Padhi Abhishek, Agarwal Ashwini, Saxena Shailendra K, Katoch C D S
Department of Microbiology, All India Institute of Medical Sciences, Rajkot, Gujarat 360110 India.
Centre for Advanced Research (CFAR), Faculty of Medicine, King George's Medical University (KGMU), Lucknow, India.
Virusdisease. 2023 Sep;34(3):345-355. doi: 10.1007/s13337-023-00841-y. Epub 2023 Sep 21.
In the rapidly evolving field of clinical virology, technological advancements have always played a pivotal role in driving transformative changes. This comprehensive review delves into the burgeoning integration of artificial intelligence (AI), machine learning, and deep learning into virological research and practice. As we elucidate, these computational tools have significantly enhanced diagnostic precision, therapeutic interventions, and epidemiological monitoring. Through in-depth analyses of notable case studies, we showcase how algorithms can optimize viral genome sequencing, accelerate drug discovery, and offer predictive insights into viral outbreaks. However, with these advancements come inherent challenges, particularly in data security, algorithmic biases, and ethical considerations. Addressing these challenges head-on, we discuss potential remedial measures and underscore the significance of interdisciplinary collaboration between virologists, data scientists, and ethicists. Conclusively, this review posits an outlook that anticipates a symbiotic relationship between AI-driven tools and virology, heralding a new era of proactive and personalized patient care.

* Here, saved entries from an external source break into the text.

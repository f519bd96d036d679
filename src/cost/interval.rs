use std::collections::BTreeMap;
use std::fmt;

use crate::cost::estimate::Estimate;
use crate::ir::*;

/// The closed range `[min, max]`.
#[derive(Debug, Clone, PartialEq)]
pub struct Interval {
    pub min: Expr,
    pub max: Expr
}

impl Interval {
    pub fn new<M: Into<Expr>, N: Into<Expr>>(min: M, max: N) -> Interval {
        Interval { min: min.into(), max: max.into() }
    }

    /// The interval starting at `min` covering `extent` values.
    pub fn from_extent(min: &Expr, extent: &Expr) -> Interval {
        Interval { min: min.clone(), max: simplify(&(min.clone() + extent.clone() - 1)) }
    }
}

impl fmt::Display for Interval {
    fn fmt(&self, f: &mut fmt::Formatter) -> fmt::Result {
        write!(f, "[{}, {}]", self.min, self.max)
    }
}

/// One interval per dimension.
pub type Region = Vec<Interval>;

/// Intervals keyed by loop variable name.
pub type DimBounds = BTreeMap<String, Interval>;

/// Number of points in the interval, if it simplifies to a constant.
pub fn get_extent(i: &Interval) -> Estimate {
    match simplify(&(i.max.clone() - i.min.clone() + 1)).as_const_int() {
        Some(extent) => Estimate::Known(extent),
        None => Estimate::Unknown
    }
}

/// Number of points in the box. Empty if any concrete extent is not
/// positive, even when other extents are symbolic.
pub fn box_area(b: &[Interval]) -> Estimate {
    let extents: Vec<Estimate> = b.iter().map(get_extent).collect();
    if extents.iter().any(|e| matches!(e, Estimate::Known(v) if *v <= 0)) {
        return Estimate::Known(0);
    }
    extents.into_iter().fold(Estimate::Known(1), |area, e| area * e)
}

pub fn display_region(b: &[Interval]) -> String {
    b.iter().map(|i| i.to_string()).collect::<Vec<_>>().join(" x ")
}
/// A loop transformation, recorded in the order it was applied.
///
/// For `SplitVar`, `old_var = outer * factor + inner`. For `FuseVars`,
/// `old_var` is the fused loop and `factor` is undefined.
#[derive(Debug, Clone, PartialEq)]
pub struct Split {
    pub old_var: String,
    pub outer: String,
    pub inner: String,
    pub factor: Expr,
    /// Whether the extent must be an exact multiple of the factor.
    pub exact: bool,
    pub split_type: SplitType
}

impl Split {
    pub fn is_split(&self) -> bool {
        self.split_type == SplitType::SplitVar
    }

    pub fn is_rename(&self) -> bool {
        self.split_type == SplitType::RenameVar
    }

    pub fn is_fuse(&self) -> bool {
        self.split_type == SplitType::FuseVars
    }
}

/// One loop of the nest.
#[derive(Debug, Clone, PartialEq)]
pub struct Dim {
    pub var: String,
    pub for_type: ForType,
    pub device_api: DeviceAPI,
    /// False for loops derived from reduction variables.
    pub pure: bool
}

impl Dim {
    pub fn new(var: &str, pure: bool) -> Dim {
        Dim { var: var.to_string(), for_type: ForType::Serial, device_api: DeviceAPI::Parent, pure }
    }
}

/// An explicit bound on a dimension of the function.
#[derive(Debug, Clone, PartialEq)]
pub struct Bound {
    pub var: String,
    pub min: Expr,
    pub extent: Expr
}

/// An alternative schedule, used when `condition` is the first to hold.
#[derive(Debug, Clone, PartialEq)]
pub struct Specialization {
    pub condition: Expr,
    pub schedule: Schedule
}

#[derive(Debug, Clone, Default, PartialEq)]
pub struct Schedule {
    store_level: LoopLevel,
    compute_level: LoopLevel,
    splits: Vec<Split>,
    /// Innermost first.
    dims: Vec<Dim>,
    storage_dims: Vec<String>,
    bounds: Vec<Bound>,
    specializations: Vec<Specialization>,
    reduction_domain: Option<ReductionDomain>,
    /// Consumer name to the name of the function wrapping calls made from it.
    wrappers: BTreeMap<String, String>,
    memoized: bool,
    touched: bool,
    allow_race_conditions: bool
}

/// Moves `vars` into the positions they currently occupy in `slots`, in the
/// given order.
fn permute<T, F: Fn(&T) -> &str>(slots: &mut Vec<T>, vars: &[&str], key: F) -> Result<()>
where
    T: Clone
{
    let mut positions = Vec::with_capacity(vars.len());
    for var in vars {
        match slots.iter().position(|s| key(s) == *var) {
            Some(i) => positions.push(i),
            None => return UnknownDimSnafu { var: var.to_string() }.fail()
        }
    }
    let moved: Vec<T> = positions.iter().map(|i| slots[*i].clone()).collect();
    positions.sort();
    for (pos, item) in positions.into_iter().zip(moved) {
        slots[pos] = item;
    }
    Ok(())
}

impl Schedule {
    pub fn new() -> Schedule {
        Schedule::default()
    }

    /// The default schedule for a pure definition over `args`:
    /// one serial loop per argument, innermost first.
    pub fn for_pure_args(args: &[String]) -> Schedule {
        let mut dims: Vec<Dim> = args.iter().map(|a| Dim::new(a, true)).collect();
        dims.push(Dim::new(OUTERMOST, true));
        Schedule { dims, storage_dims: args.to_vec(), ..Schedule::default() }
    }

    /// The default schedule for an update: reduction loops innermost,
    /// then the pure loops.
    pub fn for_update(pure_vars: &[String], reduction_domain: Option<ReductionDomain>) -> Schedule {
        let mut dims = vec![];
        if let Some(rdom) = &reduction_domain {
            dims.extend(rdom.domain().iter().map(|rv| Dim::new(&rv.var, false)));
        }
        dims.extend(pure_vars.iter().map(|v| Dim::new(v, true)));
        dims.push(Dim::new(OUTERMOST, true));
        Schedule { dims, storage_dims: pure_vars.to_vec(), reduction_domain, ..Schedule::default() }
    }

    pub fn store_level(&self) -> &LoopLevel {
        &self.store_level
    }

    pub fn store_level_mut(&mut self) -> &mut LoopLevel {
        &mut self.store_level
    }

    pub fn compute_level(&self) -> &LoopLevel {
        &self.compute_level
    }

    pub fn compute_level_mut(&mut self) -> &mut LoopLevel {
        &mut self.compute_level
    }

    pub fn splits(&self) -> &[Split] {
        &self.splits
    }

    pub fn splits_mut(&mut self) -> &mut Vec<Split> {
        &mut self.splits
    }

    pub fn dims(&self) -> &[Dim] {
        &self.dims
    }

    pub fn dims_mut(&mut self) -> &mut Vec<Dim> {
        &mut self.dims
    }

    pub fn storage_dims(&self) -> &[String] {
        &self.storage_dims
    }

    pub fn storage_dims_mut(&mut self) -> &mut Vec<String> {
        &mut self.storage_dims
    }

    pub fn bounds(&self) -> &[Bound] {
        &self.bounds
    }

    pub fn bounds_mut(&mut self) -> &mut Vec<Bound> {
        &mut self.bounds
    }

    pub fn specializations(&self) -> &[Specialization] {
        &self.specializations
    }

    pub fn specializations_mut(&mut self) -> &mut Vec<Specialization> {
        &mut self.specializations
    }

    pub fn reduction_domain(&self) -> Option<&ReductionDomain> {
        self.reduction_domain.as_ref()
    }

    pub fn set_reduction_domain(&mut self, domain: ReductionDomain) {
        self.reduction_domain = Some(domain);
    }

    pub fn wrappers(&self) -> &BTreeMap<String, String> {
        &self.wrappers
    }

    pub fn wrappers_mut(&mut self) -> &mut BTreeMap<String, String> {
        &mut self.wrappers
    }

    pub fn memoized(&self) -> bool {
        self.memoized
    }

    pub fn memoized_mut(&mut self) -> &mut bool {
        &mut self.memoized
    }

    /// Has any scheduling directive been applied?
    pub fn touched(&self) -> bool {
        self.touched
    }

    pub fn touched_mut(&mut self) -> &mut bool {
        &mut self.touched
    }

    pub fn allow_race_conditions(&self) -> bool {
        self.allow_race_conditions
    }

    pub fn allow_race_conditions_mut(&mut self) -> &mut bool {
        &mut self.allow_race_conditions
    }

    fn dim_index(&self, var: &str) -> Result<usize> {
        match self.dims.iter().position(|d| d.var == var) {
            Some(i) => Ok(i),
            None => UnknownDimSnafu { var }.fail()
        }
    }

    /// Split loop `old` into `outer` and `inner`, with `inner` running over `factor` values.
    pub fn split<E: Into<Expr>>(&mut self, old: &str, outer: &str, inner: &str, factor: E) -> Result<&mut Schedule> {
        let factor = factor.into();
        trace!(old, outer, inner, factor = %factor, "split");
        let i = self.dim_index(old)?;
        let mut outer_dim = self.dims[i].clone();
        outer_dim.var = outer.to_string();
        self.dims[i].var = inner.to_string();
        self.dims.insert(i + 1, outer_dim);
        self.splits.push(Split {
            old_var: old.to_string(),
            outer: outer.to_string(),
            inner: inner.to_string(),
            factor,
            exact: false,
            split_type: SplitType::SplitVar
        });
        self.touched = true;
        Ok(self)
    }

    /// Merge loops `inner` and `outer` into a single loop `fused`, placed where `inner` was.
    pub fn fuse(&mut self, inner: &str, outer: &str, fused: &str) -> Result<&mut Schedule> {
        trace!(inner, outer, fused, "fuse");
        let i = self.dim_index(inner)?;
        let o = self.dim_index(outer)?;
        self.dims[i].var = fused.to_string();
        self.dims.remove(o);
        self.splits.push(Split {
            old_var: fused.to_string(),
            outer: outer.to_string(),
            inner: inner.to_string(),
            factor: Expr::undefined(),
            exact: true,
            split_type: SplitType::FuseVars
        });
        self.touched = true;
        Ok(self)
    }

    pub fn rename(&mut self, old: &str, new: &str) -> Result<&mut Schedule> {
        trace!(old, new, "rename");
        let i = self.dim_index(old)?;
        self.dims[i].var = new.to_string();
        self.splits.push(Split {
            old_var: old.to_string(),
            outer: new.to_string(),
            inner: String::new(),
            factor: Expr::undefined(),
            exact: false,
            split_type: SplitType::RenameVar
        });
        self.touched = true;
        Ok(self)
    }

    /// Reorder the named loops, innermost first. Unnamed loops stay where they are.
    pub fn reorder(&mut self, vars: &[&str]) -> Result<&mut Schedule> {
        trace!(?vars, "reorder");
        permute(&mut self.dims, vars, |d| d.var.as_str())?;
        self.touched = true;
        Ok(self)
    }

    fn set_for_type(&mut self, var: &str, for_type: ForType) -> Result<&mut Schedule> {
        trace!(var, ?for_type, "set loop type");
        let i = self.dim_index(var)?;
        self.dims[i].for_type = for_type;
        self.touched = true;
        Ok(self)
    }

    pub fn serial(&mut self, var: &str) -> Result<&mut Schedule> {
        self.set_for_type(var, ForType::Serial)
    }

    pub fn parallel(&mut self, var: &str) -> Result<&mut Schedule> {
        self.set_for_type(var, ForType::Parallel)
    }

    pub fn vectorize(&mut self, var: &str) -> Result<&mut Schedule> {
        self.set_for_type(var, ForType::Vectorized)
    }

    pub fn unroll(&mut self, var: &str) -> Result<&mut Schedule> {
        self.set_for_type(var, ForType::Unrolled)
    }

    /// Run loop `var` in parallel on the given device.
    pub fn gpu(&mut self, var: &str, device_api: DeviceAPI) -> Result<&mut Schedule> {
        trace!(var, ?device_api, "gpu");
        let i = self.dim_index(var)?;
        self.dims[i].for_type = ForType::Parallel;
        self.dims[i].device_api = device_api;
        self.touched = true;
        Ok(self)
    }

    /// Fix the range computed along the storage dimension `var`.
    pub fn bound<M: Into<Expr>, E: Into<Expr>>(&mut self, var: &str, min: M, extent: E) -> Result<&mut Schedule> {
        ensure!(self.storage_dims.iter().any(|d| d == var), UnknownDimSnafu { var });
        let (min, extent) = (min.into(), extent.into());
        trace!(var, min = %min, extent = %extent, "bound");
        self.bounds.push(Bound { var: var.to_string(), min, extent });
        self.touched = true;
        Ok(self)
    }

    /// Reorder the storage layout, innermost first.
    pub fn reorder_storage(&mut self, vars: &[&str]) -> Result<&mut Schedule> {
        trace!(?vars, "reorder storage");
        permute(&mut self.storage_dims, vars, |s| s.as_str())?;
        self.touched = true;
        Ok(self)
    }

    pub fn compute_root(&mut self) -> &mut Schedule {
        trace!("compute root");
        self.compute_level = LoopLevel::Root;
        self.store_level = LoopLevel::Root;
        self.touched = true;
        self
    }

    /// Compute and store inside the loop over `var` of `func`.
    pub fn compute_at(&mut self, func: &str, var: &str) -> &mut Schedule {
        trace!(func, var, "compute at");
        self.compute_level = LoopLevel::at(func, var);
        self.store_level = LoopLevel::at(func, var);
        self.touched = true;
        self
    }

    pub fn store_root(&mut self) -> &mut Schedule {
        trace!("store root");
        self.store_level = LoopLevel::Root;
        self.touched = true;
        self
    }

    pub fn store_at(&mut self, func: &str, var: &str) -> &mut Schedule {
        trace!(func, var, "store at");
        self.store_level = LoopLevel::at(func, var);
        self.touched = true;
        self
    }

    pub fn compute_inline(&mut self) -> &mut Schedule {
        trace!("compute inline");
        self.compute_level = LoopLevel::Inlined;
        self.store_level = LoopLevel::Inlined;
        self.touched = true;
        self
    }

    pub fn memoize(&mut self) -> &mut Schedule {
        self.memoized = true;
        self.touched = true;
        self
    }

    pub fn allow_races(&mut self) -> &mut Schedule {
        self.allow_race_conditions = true;
        self.touched = true;
        self
    }

    /// Route calls made from `consumer` through the function `wrapper`.
    pub fn add_wrapper(&mut self, consumer: &str, wrapper: &str) -> &mut Schedule {
        trace!(consumer, wrapper, "add wrapper");
        self.wrappers.insert(consumer.to_string(), wrapper.to_string());
        self.touched = true;
        self
    }

    /// Append a specialization whose schedule starts as a copy of this one,
    /// minus its specializations. Specializations are tried in the order added.
    pub fn add_specialization(&mut self, condition: Expr) -> &mut Specialization {
        trace!(condition = %condition, "add specialization");
        self.touched = true;
        let mut schedule = self.clone();
        schedule.specializations.clear();
        self.specializations.push(Specialization { condition, schedule });
        let last = self.specializations.len() - 1;
        &mut self.specializations[last]
    }

    /// The schedule that governs lowering: the first specialization whose
    /// condition `eval` reports true, or this schedule. Conditions that
    /// cannot be decided are skipped.
    pub fn specialization_for<F: Fn(&Expr) -> Option<bool>>(&self, eval: F) -> &Schedule {
        self.specializations
            .iter()
            .find(|s| eval(&s.condition) == Some(true))
            .map_or(self, |s| &s.schedule)
    }
}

在快速发展的临床病毒学领域,技术进步始终在推动变革性变化方面发挥着关键作用。这篇全面综述深入探讨了人工智能(AI)、机器学习和深度学习在病毒学研究与实践中的迅速融合。正如我们所阐明的,这些计算工具显著提高了诊断精度、治疗干预措施和流行病学监测水平。通过对显著案例研究的深入分析,我们展示了算法如何优化病毒基因组测序、加速药物发现,并对病毒爆发提供预测性见解。然而,随着这些进步也带来了一些固有挑战,特别是在数据安全、算法偏差和伦理考量方面。我们直面这些挑战,讨论了潜在的补救措施,并强调了病毒学家、数据科学家和伦理学家之间跨学科合作的重要性。总之,这篇综述提出了一种展望,预计人工智能驱动的工具与病毒学之间将形成共生关系,迎来主动和个性化患者护理的新时代。